Photo: Gregory Kramer
Jeff Hiller Hits Provincetown on Book Tour
by Steve Desroches
As an actor Jeff Hiller knew the profession could be a grind with no guarantee of a big payoff, but he still wanted to pursue it anyway. He did get work, quite frequently actually. He was cast in plays way the hell off-Broadway like Bright Colors, Bold Patterns and the satirical rock musical Bloody, Bloody Andrew Jackson, Silence!, which did get him to Broadway. He skipped around to regional theaters like the Bucks County Playhouse and the Goodspeed Opera House. He performed frequently with the improv comedy group the Upright Citizen’s Brigade in New York and Los Angeles and became a darling of the downtown New York performance scene with his solo shows. And there were small roles on television shows…lots of them. Spots on Law and Order: Criminal Intent, Ugly Betty, Unbreakable Kimmy Schmidt, and 30 Rock, in which over the course of the show he played two completely different characters. But when he reached 40 years old, he looked around and just thought his life would be different. He wasn’t sure how, but just imagined he’d be in a different spot, career-wise. But then he got the script for Somebody Somewhere, and everything changed…eventually.
Hiller knew the show was something special, but that doesn’t guarantee much of anything. When the show, starring Bridget Everett, premiered on HBO in January of 2022 its success was a slow and steady burn, with Hiller receiving rave reviews for his portrayal as Joel, taking what can be the cliché gay best friend and making it anything but. And three months later Hiller was walking down the street in New York when someone stopped him to say how much they loved him and the show, a first for Hiller. As he approaches 50, Hiller reexamines his life and career in his new book Actress of a Certain Age: My Twenty Year Trail to Overnight Success in an event as part of the Provincetown International Film Festival.

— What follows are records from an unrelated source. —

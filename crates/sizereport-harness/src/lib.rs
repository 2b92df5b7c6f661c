#![forbid(unsafe_code)]

//! Test harness and reference scenarios for sizereport.
//!
//! Everything here runs on a lab clock and an in-memory platform, so a
//! scenario produces the same deliveries at the same lab times on every
//! run.

pub mod recorder;
pub mod scenario;

pub use recorder::{Delivery, Recorder};
pub use scenario::{ELEMENT, HarnessPhase, PRIMARY, SizeReportHarness, Step};
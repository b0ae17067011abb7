/*!
 * Script Files
 * Read-only virtual files whose content is generated on demand
 */

use std::path::{Path, PathBuf};
use std::sync::Arc;

use crate::cache::CachePolicy;
use crate::command::CommandRunner;
use crate::manifest::ManifestEntry;
use crate::mount::Mount;
use crate::types::{FileStat, FsError};

/// A manifest-declared virtual file.
///
/// Immutable once constructed. Content comes from the cache policy,
/// which invokes the command runner on a miss. Every mutating
/// operation is rejected with a permission error; attributes are
/// synthetic.
#[derive(Debug)]
pub struct ScriptFile {
    path: PathBuf,
    runner: CommandRunner,
    cache: Arc<CachePolicy>,
}

impl ScriptFile {
    /// Build from a manifest entry declared in `manifest_dir`.
    pub fn from_entry(entry: &ManifestEntry, manifest_dir: &Path, mount: &Mount) -> Self {
        let runner = CommandRunner::new(
            entry.out_script.clone(),
            entry.resolved_workdir(manifest_dir),
            entry.env.clone(),
            mount.mountpoint().to_path_buf(),
        );
        Self {
            path: manifest_dir.join(&entry.filename),
            runner,
            cache: mount.policy_for(entry, manifest_dir),
        }
    }

    /// Virtual path of the entry, for diagnostics.
    #[must_use]
    pub fn path(&self) -> &Path {
        &self.path
    }

    /// Current content: served from the cache when the policy's
    /// witness still holds, regenerated otherwise.
    pub fn content(&self) -> Arc<Vec<u8>> {
        self.cache.current(|| self.runner.run())
    }

    /// Synthetic attributes: regular read-only file, epoch timestamps,
    /// size equal to the current content length.
    pub fn getattr(&self) -> FileStat {
        let uid = nix::unistd::getuid().as_raw();
        let gid = nix::unistd::getgid().as_raw();
        FileStat::generated(self.content().len() as u64, uid, gid)
    }

    /// Byte slice `[offset, offset + size)` of the content, clipped to
    /// the content length. Offsets at or past the end yield an empty
    /// result, never an error.
    pub fn read(&self, size: u32, offset: i64) -> Vec<u8> {
        let content = self.content();
        let len = content.len();
        let start = offset.max(0) as usize;
        if start >= len {
            return Vec::new();
        }
        let end = len.min(start.saturating_add(size as usize));
        content[start..end].to_vec()
    }

    /// Uniform rejection for mutating and directory operations.
    pub fn denied(&self, op: &str) -> FsError {
        FsError::PermissionDenied(format!("{} {}", op, self.path.display()))
    }
}
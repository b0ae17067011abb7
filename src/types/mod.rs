/*!
 * Shared Types
 * Error, metadata, and directory-entry types used across the engine
 */

pub mod entry;
pub mod errors;
pub mod metadata;

pub use entry::{DirEntry, FileType};
pub use errors::{FsError, FsResult};
pub use metadata::{FileStat, FsStats};
/*!
 * Real Nodes
 * 1:1 proxy for a path on the backing filesystem
 */

use std::ffi::{OsStr, OsString};
use std::fs;
use std::io::{Read, Seek, SeekFrom, Write};
use std::os::unix::fs::{DirBuilderExt, OpenOptionsExt, PermissionsExt};
use std::path::{Path, PathBuf};
use std::time::SystemTime;

use nix::sys::stat::{Mode, SFlag};
use nix::unistd::AccessFlags;
use parking_lot::Mutex;

use crate::types::{DirEntry, FileStat, FileType, FsError, FsResult, FsStats};

/// A resolved path backed directly by the underlying storage.
///
/// Stateless: every operation delegates to the equivalent primitive
/// call on the wrapped absolute path, or on an already-open handle for
/// handle-scoped transfers.
#[derive(Debug, Clone)]
pub struct RealNode {
    path: PathBuf,
}

impl RealNode {
    pub fn new(path: PathBuf) -> Self {
        Self { path }
    }

    /// Absolute path on the backing filesystem.
    #[must_use]
    pub fn path(&self) -> &Path {
        &self.path
    }

    fn ctx(&self, op: &str) -> String {
        format!("{} {}", op, self.path.display())
    }

    pub fn access(&self, mask: i32) -> FsResult<()> {
        let flags = AccessFlags::from_bits_truncate(mask);
        nix::unistd::access(&self.path, flags).map_err(|e| FsError::from_nix(e, self.ctx("access")))
    }

    /// Attributes via `lstat` (symlinks are not followed).
    pub fn getattr(&self) -> FsResult<FileStat> {
        let md = fs::symlink_metadata(&self.path)
            .map_err(|e| FsError::from_io(&e, self.ctx("getattr")))?;
        Ok(FileStat::from_metadata(&md))
    }

    pub fn readlink(&self) -> FsResult<PathBuf> {
        fs::read_link(&self.path).map_err(|e| FsError::from_io(&e, self.ctx("readlink")))
    }

    /// Physical directory entries, without the `.`/`..` pseudo-entries.
    pub fn list(&self) -> FsResult<Vec<DirEntry>> {
        let entries =
            fs::read_dir(&self.path).map_err(|e| FsError::from_io(&e, self.ctx("readdir")))?;

        let mut result = Vec::new();
        for entry in entries {
            let entry = entry.map_err(|e| FsError::from_io(&e, self.ctx("readdir")))?;
            let name = entry
                .file_name()
                .into_string()
                .map_err(|_| FsError::InvalidPath("invalid UTF-8 in filename".to_string()))?;
            let file_type = entry
                .file_type()
                .map_err(|e| FsError::from_io(&e, self.ctx("readdir")))?;
            result.push(DirEntry::new(name, FileType::from_std(file_type)));
        }
        Ok(result)
    }

    /// Open the backing file with POSIX open flags.
    pub fn open(&self, flags: i32) -> FsResult<fs::File> {
        let mut options = fs::OpenOptions::new();
        match flags & libc::O_ACCMODE {
            libc::O_WRONLY => {
                options.write(true);
            }
            libc::O_RDWR => {
                options.read(true).write(true);
            }
            _ => {
                options.read(true);
            }
        }
        options.append(flags & libc::O_APPEND != 0);
        options.truncate(flags & libc::O_TRUNC != 0);
        options.create(flags & libc::O_CREAT != 0);
        options.create_new(flags & libc::O_EXCL != 0 && flags & libc::O_CREAT != 0);

        options
            .open(&self.path)
            .map_err(|e| FsError::from_io(&e, self.ctx("open")))
    }

    /// Create (or open) the backing file write-only with `mode`.
    pub fn create(&self, mode: u32) -> FsResult<fs::File> {
        fs::OpenOptions::new()
            .write(true)
            .create(true)
            .mode(mode)
            .open(&self.path)
            .map_err(|e| FsError::from_io(&e, self.ctx("create")))
    }

    /// Read `size` bytes at `offset` from a shared handle. The lock
    /// makes the reposition-then-transfer pair atomic per handle.
    pub fn read(&self, file: &Mutex<fs::File>, size: u32, offset: i64) -> FsResult<Vec<u8>> {
        let mut guard = file.lock();
        guard
            .seek(SeekFrom::Start(offset.max(0) as u64))
            .map_err(|e| FsError::from_io(&e, self.ctx("read")))?;
        let mut buf = Vec::with_capacity(size as usize);
        guard
            .by_ref()
            .take(u64::from(size))
            .read_to_end(&mut buf)
            .map_err(|e| FsError::from_io(&e, self.ctx("read")))?;
        Ok(buf)
    }

    /// Write `data` at `offset` through a shared handle, under the same
    /// per-handle lock as `read`.
    pub fn write(&self, file: &Mutex<fs::File>, data: &[u8], offset: i64) -> FsResult<usize> {
        let mut guard = file.lock();
        guard
            .seek(SeekFrom::Start(offset.max(0) as u64))
            .map_err(|e| FsError::from_io(&e, self.ctx("write")))?;
        guard
            .write_all(data)
            .map_err(|e| FsError::from_io(&e, self.ctx("write")))?;
        Ok(data.len())
    }

    pub fn flush(&self, file: &Mutex<fs::File>) -> FsResult<()> {
        file.lock()
            .sync_all()
            .map_err(|e| FsError::from_io(&e, self.ctx("flush")))
    }

    pub fn fsync(&self, file: &Mutex<fs::File>, datasync: bool) -> FsResult<()> {
        let guard = file.lock();
        let result = if datasync {
            guard.sync_data()
        } else {
            guard.sync_all()
        };
        result.map_err(|e| FsError::from_io(&e, self.ctx("fsync")))
    }

    pub fn truncate(&self, size: u64) -> FsResult<()> {
        let file = fs::OpenOptions::new()
            .write(true)
            .open(&self.path)
            .map_err(|e| FsError::from_io(&e, self.ctx("truncate")))?;
        file.set_len(size)
            .map_err(|e| FsError::from_io(&e, self.ctx("truncate")))
    }

    pub fn chmod(&self, mode: u32) -> FsResult<()> {
        fs::set_permissions(&self.path, fs::Permissions::from_mode(mode))
            .map_err(|e| FsError::from_io(&e, self.ctx("chmod")))
    }

    pub fn chown(&self, uid: Option<u32>, gid: Option<u32>) -> FsResult<()> {
        std::os::unix::fs::chown(&self.path, uid, gid)
            .map_err(|e| FsError::from_io(&e, self.ctx("chown")))
    }

    /// Set access/modification times; `None` means "now".
    pub fn utimens(&self, atime: Option<SystemTime>, mtime: Option<SystemTime>) -> FsResult<()> {
        let file = fs::OpenOptions::new()
            .read(true)
            .open(&self.path)
            .map_err(|e| FsError::from_io(&e, self.ctx("utimens")))?;
        let now = SystemTime::now();
        let times = fs::FileTimes::new()
            .set_accessed(atime.unwrap_or(now))
            .set_modified(mtime.unwrap_or(now));
        file.set_times(times)
            .map_err(|e| FsError::from_io(&e, self.ctx("utimens")))
    }

    pub fn mkdir(&self, mode: u32) -> FsResult<()> {
        fs::DirBuilder::new()
            .mode(mode)
            .create(&self.path)
            .map_err(|e| FsError::from_io(&e, self.ctx("mkdir")))
    }

    pub fn rmdir(&self) -> FsResult<()> {
        fs::remove_dir(&self.path).map_err(|e| FsError::from_io(&e, self.ctx("rmdir")))
    }

    pub fn unlink(&self) -> FsResult<()> {
        fs::remove_file(&self.path).map_err(|e| FsError::from_io(&e, self.ctx("unlink")))
    }

    pub fn mknod(&self, mode: u32, rdev: u64) -> FsResult<()> {
        let kind = SFlag::from_bits_truncate(mode as libc::mode_t & libc::S_IFMT);
        let perm = Mode::from_bits_truncate(mode as libc::mode_t & 0o7777);
        nix::sys::stat::mknod(&self.path, kind, perm, rdev as libc::dev_t)
            .map_err(|e| FsError::from_nix(e, self.ctx("mknod")))
    }

    /// Move the backing file to another real path.
    pub fn rename_to(&self, new_path: &Path) -> FsResult<()> {
        fs::rename(&self.path, new_path).map_err(|e| {
            FsError::from_io(
                &e,
                format!("rename {} to {}", self.path.display(), new_path.display()),
            )
        })
    }

    /// Create a hard link at this node's path pointing at `source`.
    pub fn link_from(&self, source: &Path) -> FsResult<()> {
        fs::hard_link(source, &self.path).map_err(|e| {
            FsError::from_io(
                &e,
                format!("link {} from {}", self.path.display(), source.display()),
            )
        })
    }

    /// Create a symlink at this node's path with `target` as content.
    pub fn symlink_to(&self, target: &Path) -> FsResult<()> {
        std::os::unix::fs::symlink(target, &self.path).map_err(|e| {
            FsError::from_io(
                &e,
                format!("symlink {} to {}", self.path.display(), target.display()),
            )
        })
    }

    pub fn statfs(&self) -> FsResult<FsStats> {
        let stv = nix::sys::statvfs::statvfs(&self.path)
            .map_err(|e| FsError::from_nix(e, self.ctx("statfs")))?;
        Ok(FsStats {
            blocks: stv.blocks() as u64,
            bfree: stv.blocks_free() as u64,
            bavail: stv.blocks_available() as u64,
            files: stv.files() as u64,
            ffree: stv.files_free() as u64,
            favail: stv.files_available() as u64,
            bsize: stv.block_size() as u64,
            frsize: stv.fragment_size() as u64,
            namemax: stv.name_max() as u64,
        })
    }

    pub fn getxattr(&self, name: &OsStr) -> FsResult<Vec<u8>> {
        if !xattr::SUPPORTED_PLATFORM {
            return Err(FsError::PermissionDenied(self.ctx("getxattr")));
        }
        match xattr::get(&self.path, name) {
            Ok(Some(value)) => Ok(value),
            Ok(None) => Err(FsError::Io {
                errno: libc::ENODATA,
                context: self.ctx("getxattr"),
            }),
            Err(e) => Err(FsError::from_io(&e, self.ctx("getxattr"))),
        }
    }

    pub fn listxattr(&self) -> FsResult<Vec<OsString>> {
        if !xattr::SUPPORTED_PLATFORM {
            return Err(FsError::PermissionDenied(self.ctx("listxattr")));
        }
        let attrs = xattr::list(&self.path)
            .map_err(|e| FsError::from_io(&e, self.ctx("listxattr")))?;
        Ok(attrs.collect())
    }

    pub fn setxattr(&self, name: &OsStr, value: &[u8]) -> FsResult<()> {
        if !xattr::SUPPORTED_PLATFORM {
            return Err(FsError::PermissionDenied(self.ctx("setxattr")));
        }
        xattr::set(&self.path, name, value)
            .map_err(|e| FsError::from_io(&e, self.ctx("setxattr")))
    }
}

Is it turning 50 that made it seem like a good time to reflect? “As far as the right time, it was just that they would let me,” laughs Hiller. “Let’s just call it out. I was on a TV show, it was a hit, and they let me.”
Hiller lets out a sigh and his distinctive giggle when he thinks about his life these past few years. Actress of a Certain Age, which is a series of autobiographical essays, tells the truth, comedically about the real peaks and valleys of life as an actor and comedian. Hiller thinks that’s important, as success can so often be portrayed as something that comes out of thin air, with little attention paid to what it actually takes: the good, the bad, the ugly, and the hilarious.
The popularity of Somebody Somewhere, a show about a woman in her 40s who goes home to her small Kansas hometown to care for her dying sister and in the process examines her life and her identity with the help of her family and chosen family of queer friends, is frequently credited to the show’s independent spirit and the uniqueness of its healthy message of committing to self-worth no matter what the world at large may say. The energy throughout the three seasons of filming had a definitive buzz of glee, as all the principal actors on the show had been in the trenches for years, and here they were in a hit show, together. It allowed Everett to quit her waitressing gig after 25 years while co-stars like Broadway stage actor Mary Catherine Garrison, legendary drag king Murray Hill, and character actors Mike Hagerty and Tim Bagley all stepped into the spotlight. This shared narrative became tightly woven into the characters they portrayed, who all were on a precipice of sorts themselves in the show.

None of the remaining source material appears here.